= Nell Stirling =

Australian actor, producer (1909–1951)

Helen Dorothy "Nell" Stirling (nee Mamgron, 22 August 1909 – 10 November 1951) was an Australian radio actor, singer, dancer and radio producer best known for her association with George Edwards in the Sydney radio industry.

==Biography==
Stirling was born in Summer Hill, New South Wales to New Zealand-born father Henry James Mamgron, a sharebroker's clerk who was of Danish-German descent and Mary Rose Lawrie. She studied classical dance before joining the Tivoli circuit at the age of sixteen, where she then performed as a soubrette and tap dancer, before joining the Fullers Theatre in the chorus line.

In 1932 she started working in radio for George Edwards as his assistant, in his production "The Ghost Train" and eventually became his business and romantic partner.

The duo began working on radio at 2UE and were very successful, forming their own company, "The George Edwards Players". This became one of the largest producers of radio shows in Australia, many of which starred Stirling herself, the couple later moved to radio network 2GB in 1934.

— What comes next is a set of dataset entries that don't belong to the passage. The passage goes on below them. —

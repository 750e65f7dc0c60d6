//! Playback controller
//!
//! Tracks the user's intent separately from the reported state. Toggling
//! flips the intent and issues a command; only media events move the state
//! out of the optimistic `Loading`, so a fast double toggle can never leave
//! the UI showing `Playing` while the resource is paused.

use crate::events::MediaEvent;
use crate::types::PlaybackState;
use serde::{Deserialize, Serialize};
use tracing::{debug, trace, warn};

/// What the user last asked for
#[derive(Debug, Clone, Copy, Default, PartialEq, Eq, Serialize, Deserialize)]
pub enum PlayIntent {
    Play,
    #[default]
    Pause,
}

/// Command the caller must issue on the media resource
#[derive(Debug, Clone, Copy, PartialEq, Eq)]
pub enum PlaybackCommand {
    Play,
    Pause,
}

#[derive(Debug, Clone, Default)]
pub struct PlaybackController {
    state: PlaybackState,
    intent: PlayIntent,
}

impl PlaybackController {
    pub fn new() -> Self {
        Self::default()
    }

    pub fn state(&self) -> PlaybackState {
        self.state
    }

    pub fn intent(&self) -> PlayIntent {
        self.intent
    }

    /// Flip the intent and return the command to issue
    ///
    /// From `Idle` or `Paused` the state becomes `Loading` until the resource
    /// confirms. Pausing leaves the state alone until the `Pause` event.
    pub fn toggle(&mut self) -> PlaybackCommand {
        match self.intent {
            PlayIntent::Pause => {
                self.intent = PlayIntent::Play;
                if matches!(self.state, PlaybackState::Idle | PlaybackState::Paused) {
                    self.state = PlaybackState::Loading;
                }
                debug!(state = ?self.state, "Play requested");
                PlaybackCommand::Play
            }
            PlayIntent::Play => {
                self.intent = PlayIntent::Pause;
                debug!(state = ?self.state, "Pause requested");
                PlaybackCommand::Pause
            }
        }
    }

    /// The resource refused a play command synchronously
    pub fn play_failed(&mut self, reason: &str) {
        warn!(reason, "Play rejected by media resource");
        self.intent = PlayIntent::Pause;
        self.state = PlaybackState::Paused;
    }

    /// An event that no longer describes the resource
    ///
    /// A rejection settling after the resource confirmed playback belongs to
    /// an earlier, aborted `play()` request.
    pub fn is_stale(&self, event: &MediaEvent) -> bool {
        matches!(event, MediaEvent::PlayRejected { .. })
            && matches!(self.state, PlaybackState::Playing | PlaybackState::Buffering)
    }

    /// Reconcile with a media event. Returns true if the state changed.
    pub fn apply(&mut self, event: &MediaEvent) -> bool {
        if self.is_stale(event) {
            trace!(event = event.name(), state = ?self.state, "Ignoring stale media event");
            return false;
        }

        let before = self.state;

        match event {
            MediaEvent::LoadStart => {
                if self.intent == PlayIntent::Play && self.state != PlaybackState::Buffering {
                    self.state = PlaybackState::Loading;
                }
            }
            MediaEvent::CanPlay => {
                if self.state.is_waiting() {
                    self.state = match self.intent {
                        PlayIntent::Play => PlaybackState::Playing,
                        PlayIntent::Pause => PlaybackState::Paused,
                    };
                }
            }
            MediaEvent::Play => {
                self.intent = PlayIntent::Play;
                if matches!(self.state, PlaybackState::Idle | PlaybackState::Paused) {
                    self.state = PlaybackState::Loading;
                }
            }
            MediaEvent::Playing => {
                self.intent = PlayIntent::Play;
                self.state = PlaybackState::Playing;
            }
            MediaEvent::Waiting => {
                if self.state == PlaybackState::Playing {
                    self.state = PlaybackState::Buffering;
                }
            }
            MediaEvent::Pause | MediaEvent::Ended => {
                self.intent = PlayIntent::Pause;
                self.state = PlaybackState::Paused;
            }
            MediaEvent::PlayRejected { reason } => {
                self.play_failed(reason);
            }
            MediaEvent::Error { message } => {
                warn!(message = %message, "Media resource error");
                self.intent = PlayIntent::Pause;
                self.state = PlaybackState::Paused;
            }
            MediaEvent::LoadedMetadata { .. }
            | MediaEvent::DurationChange { .. }
            | MediaEvent::TimeUpdate { .. }
            | MediaEvent::Seeked { .. } => {}
        }

        if before != self.state {
            debug!(event = event.name(), from = ?before, to = ?self.state, "Playback state changed");
        }
        before != self.state
    }
}

/// Clamp a seek target into `[0, duration]`
///
/// An unknown, non-finite or non-positive duration clamps everything to 0.
/// A NaN target seeks to 0.
pub fn clamp_seek(target: f64, duration: f64) -> f64 {
    let upper = if duration.is_finite() && duration > 0.0 {
        duration
    } else {
        0.0
    };

    if target.is_nan() {
        return 0.0;
    }

    target.clamp(0.0, upper)
}
//! Collaborator contracts
//!
//! The feed, follow graph and profile pages are plain request/response glue
//! against a REST API. These traits are the shape the rest of the client
//! depends on; `devreel-api-client` implements them over HTTP.

use crate::error::Result;
use crate::types::{FeedList, Post, Profile, ProfileStats, ProfileUpdate, UserId};
use async_trait::async_trait;

/// Feed/list API
#[async_trait]
pub trait FeedApi: Send + Sync {
    /// Fetch an ordered sequence of posts (newest first)
    async fn fetch(&self, list: &FeedList) -> Result<Vec<Post>>;

    /// Create a new post authored by the caller
    async fn create(&self, text: &str) -> Result<Post>;
}

/// Follow-graph API
#[async_trait]
pub trait FollowApi: Send + Sync {
    /// Follow a user
    async fn follow(&self, user_id: &UserId) -> Result<()>;

    /// Unfollow a user
    async fn unfollow(&self, user_id: &UserId) -> Result<()>;

    /// Whether the caller and `user_id` follow each other
    async fn is_mutual_follow(&self, user_id: &UserId) -> Result<bool>;
}

/// Profile API
#[async_trait]
pub trait ProfileApi: Send + Sync {
    /// Counters shown on a profile page
    async fn get_stats(&self, user_id: &UserId) -> Result<ProfileStats>;

    /// Public profile record
    async fn get_profile(&self, user_id: &UserId) -> Result<Profile>;

    /// Apply a partial update to the caller's own profile
    async fn update_profile(&self, update: &ProfileUpdate) -> Result<Profile>;
}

Their scriptwriters included Lynne Foster, Lorna Bingham, Sumner Locke Elliott, Maurice Francis and Anthony Scott Veitch. Key shows included Dad and Dave from Snake Gully.

In an obituary, ABC Weekly claimed Stirling had become Australia's highest paid actress in radio.

==Personal life==
Stirling and Edwards married on 9 November 1934 and they had a daughter together, born in April 1941. Stirling divorced Edwards in 1948, and later that year married Alexander Atwill, her accountant. She died of an accidental overdose of carbitral capsules on 10 November 1951 at home.